For nearly two decades, the “regulating insurance” aspect of the savings clause was as confusing and convoluted as trying to distinguish between the casks of unlabeled barrels of old wine that all smelled horribly similar. Miller clarified the savings clause analysis by establishing a broad, two-step test for determining if a state law regulates insurance. However, the district courts have been sluggish in recognizing the differences between the tests. The Supreme Court did not even cite to or rely on Miller when it struck down Texas’ patient rights statute on the basis of ERISA preemption in Aetna Health Inc. v. Davila. Nonetheless, Miller is a new blend of wine fermented from a different batch of grapes than those used in the bottling of the casks of old, unlabeled wine barrels that confused everyone, including the Supreme Court. Its two-part test is a “clean break,” and not merely the old McCarran-Ferguson grapes recycled into Miller’s vintage.

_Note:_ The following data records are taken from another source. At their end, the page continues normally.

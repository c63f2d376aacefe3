//! Data models representing database entities.
//!
//! This module contains all data structures that map to database tables,
//! plus the validated inputs and response views derived from them.

/// Client (API consumer) model
pub mod client;
/// Course model
pub mod course;
/// Student model
pub mod student;
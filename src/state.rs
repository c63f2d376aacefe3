//! Shared application state handed to every request.

use crate::{
    config::AppConfig,
    services::{
        credentials::CredentialIssuer,
        photos::{AccessLog, PhotoStore},
    },
    store::Store,
};
use std::sync::Arc;

#[derive(Clone)]
pub struct AppState {
    pub store: Arc<dyn Store>,
    pub issuer: CredentialIssuer,
    pub photos: PhotoStore,
    pub access_log: AccessLog,

    /// Path segment the API is mounted under
    pub base_path: Arc<str>,
}

impl AppState {
    pub fn new(store: Arc<dyn Store>, config: &AppConfig) -> Self {
        Self {
            store,
            issuer: CredentialIssuer::new(&config.clave_credenciales),
            photos: PhotoStore::new(&config.fotos_dir),
            access_log: AccessLog::new(&config.log_accesos),
            base_path: Arc::from(config.base_path.as_str()),
        }
    }
}
//! Request gatekeeping.
//!
//! Runs between route resolution and the controllers: it can reject a
//! request before any business logic sees it.

/// Client credential authentication
pub mod auth;
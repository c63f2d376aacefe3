//! Course marketplace API - Main Application Entry Point
//!
//! # Startup Flow
//!
//! 1. Load process settings from the environment
//! 2. Read the JSON configuration file (fatal if missing or malformed)
//! 3. Create database connection pool
//! 4. Run database migrations
//! 5. Build HTTP router
//! 6. Start server on configured port

use anyhow::Context;
use course_marketplace_api::{
    build_app,
    config::{AppConfig, Settings},
    db,
    state::AppState,
    store::postgres::PgStore,
};
use std::{net::SocketAddr, sync::Arc};
use tracing_subscriber::EnvFilter;

#[tokio::main]
async fn main() -> anyhow::Result<()> {
    // Reads RUST_LOG environment variable (defaults to "info" level)
    tracing_subscriber::fmt()
        .with_env_filter(EnvFilter::try_from_default_env().unwrap_or_else(|_| "info".into()))
        .init();

    let settings = Settings::from_env().context("invalid environment settings")?;
    let config = AppConfig::load(&settings.config_path)
        .with_context(|| format!("cannot load {:?}", settings.config_path))?;
    tracing::info!(base_path = %config.base_path, "Configuration loaded");

    let pool = db::create_pool(config.connect_options(), config.max_conexiones).await?;
    tracing::info!("Database pool created");

    db::run_migrations(&pool).await?;
    tracing::info!("Database migrations complete");

    let state = AppState::new(Arc::new(PgStore::new(pool)), &config);
    let app = build_app(state);

    let addr = format!("0.0.0.0:{}", settings.server_port);
    let listener = tokio::net::TcpListener::bind(&addr).await?;
    tracing::info!("Server listening on {}", addr);

    // Connect info feeds the caller IP into the photo access log
    axum::serve(
        listener,
        app.into_make_service_with_connect_info::<SocketAddr>(),
    )
    .await?;

    Ok(())
}
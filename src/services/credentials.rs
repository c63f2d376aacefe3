//! Client credential derivation.
//!
//! A client's credential pair is a deterministic, one-way function of its
//! validated identity keyed with the application secret
//! (`clave_credenciales`):
//!
//! - `id_cliente`    = HMAC-SHA256(secret, "id_cliente" ‖ nombre ‖ apellido ‖ email)
//! - `llave_secreta` = HMAC-SHA256(secret, "llave_secreta" ‖ email ‖ apellido ‖ nombre)
//!
//! Fields are joined with an ASCII unit separator so that shifting characters
//! between adjacent fields never produces the same input.

use crate::models::client::IssuedCredentials;
use hmac::{Hmac, Mac};
use sha2::Sha256;

type HmacSha256 = Hmac<Sha256>;

const SEPARATOR: u8 = 0x1f;

#[derive(Clone)]
pub struct CredentialIssuer {
    key: Vec<u8>,
}

impl std::fmt::Debug for CredentialIssuer {
    fn fmt(&self, f: &mut std::fmt::Formatter<'_>) -> std::fmt::Result {
        f.debug_struct("CredentialIssuer").finish_non_exhaustive()
    }
}

impl CredentialIssuer {
    pub fn new(secret: &str) -> Self {
        Self {
            key: secret.as_bytes().to_vec(),
        }
    }

    /// Derive the credential pair for an already validated identity.
    pub fn issue(&self, nombre: &str, apellido: &str, email: &str) -> IssuedCredentials {
        IssuedCredentials {
            id_cliente: self.derive("id_cliente", &[nombre, apellido, email]),
            llave_secreta: self.derive("llave_secreta", &[email, apellido, nombre]),
        }
    }

    fn derive(&self, purpose: &str, parts: &[&str]) -> String {
        let mut mac = HmacSha256::new_from_slice(&self.key).expect("HMAC key length is valid");
        mac.update(purpose.as_bytes());
        for part in parts {
            mac.update(&[SEPARATOR]);
            mac.update(part.as_bytes());
        }
        hex::encode(mac.finalize().into_bytes())
    }
}

#[cfg(test)]
mod tests {
    use super::*;

    #[test]
    fn derivation_is_deterministic() {
        let issuer = CredentialIssuer::new("sal");
        let a = issuer.issue("Ana", "Perez", "ana@example.com");
        let b = issuer.issue("Ana", "Perez", "ana@example.com");
        assert_eq!(a.id_cliente, b.id_cliente);
        assert_eq!(a.llave_secreta, b.llave_secreta);
        assert_eq!(a.id_cliente.len(), 64);
        assert_ne!(a.id_cliente, a.llave_secreta);
    }

    #[test]
    fn distinct_identities_get_distinct_pairs() {
        let issuer = CredentialIssuer::new("sal");
        let triples = [
            ("Ana", "Perez", "ana@example.com"),
            ("Ana", "Perez", "ana2@example.com"),
            ("Anap", "erez", "ana@example.com"),
            ("Perez", "Ana", "ana@example.com"),
        ];

        let issued: Vec<_> = triples
            .iter()
            .map(|(n, a, e)| issuer.issue(n, a, e))
            .collect();

        for i in 0..issued.len() {
            for j in (i + 1)..issued.len() {
                assert_ne!(issued[i].id_cliente, issued[j].id_cliente);
                assert_ne!(issued[i].llave_secreta, issued[j].llave_secreta);
            }
        }
    }

    #[test]
    fn secret_changes_the_pair() {
        let a = CredentialIssuer::new("uno").issue("Ana", "Perez", "ana@example.com");
        let b = CredentialIssuer::new("dos").issue("Ana", "Perez", "ana@example.com");
        assert_ne!(a.id_cliente, b.id_cliente);
    }
}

This Note examines the new test for whether state laws regulate insurance for ERISA purposes and how the Supreme Court’s jurisprudential philosophy toward the savings clause has changed. Part II examines ERISA preemption and its impact on the health care industry. Part III presents the appellate and Supreme Court decisions. Part IV analyzes how Miller changed the analytical framework for the savings clause. Finally, Part V concludes that Miller is not just the old wine test for the regulation of insurance repackaged in new bottles.